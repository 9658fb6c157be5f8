use actix_web::web;

use crate::handlers::{auth, json_error::not_found, overview::overview, system::health_check};

mod json_error;
mod resources;

pub fn configure_routes(cfg: &mut web::ServiceConfig) {
    cfg.configure(json_error::config_routes);

    cfg.service(health_check)
        .service(auth::login_page)
        .service(auth::logout)
        .route("/", web::get().to(overview))
        .route("/dashboard", web::get().to(overview));

    cfg.configure(resources::config_routes);

    cfg.default_service(web::to(not_found));
}
pub mod html;
pub mod time_ago;
use tokio::signal;
use tracing::{error, warn};

pub async fn shutdown_signal() {
    let ctrl_c = async {
        if let Err(e) = signal::ctrl_c().await {
            error!("Failed to listen for Ctrl+C: {}", e);
            std::future::pending::<()>().await;
        }
    };

    #[cfg(unix)]
    let terminate = async {
        use tokio::signal::unix::{signal, SignalKind};
        match signal(SignalKind::terminate()) {
            Ok(mut sigterm) => {
                sigterm.recv().await;
            }
            Err(e) => {
                error!("Failed to listen for SIGTERM: {}", e);
                std::future::pending::<()>().await;
            }
        }
    };

    #[cfg(not(unix))]
    let terminate = std::future::pending::<()>();

    tokio::select! {
        _ = ctrl_c => {
            warn!("🛑 Ctrl+C received, initiating shutdown...")
        },
        _ = terminate => {
            warn!("🛑 SIGTERM received, initiating shutdown...");
        }
    }
}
=-=-=-=-=
● Description of the task
Report every line containing the string "tokio" in the material.

● Exercise response
use tokio::signal;
        use tokio::signal::unix::{signal, SignalKind};
    tokio::select! {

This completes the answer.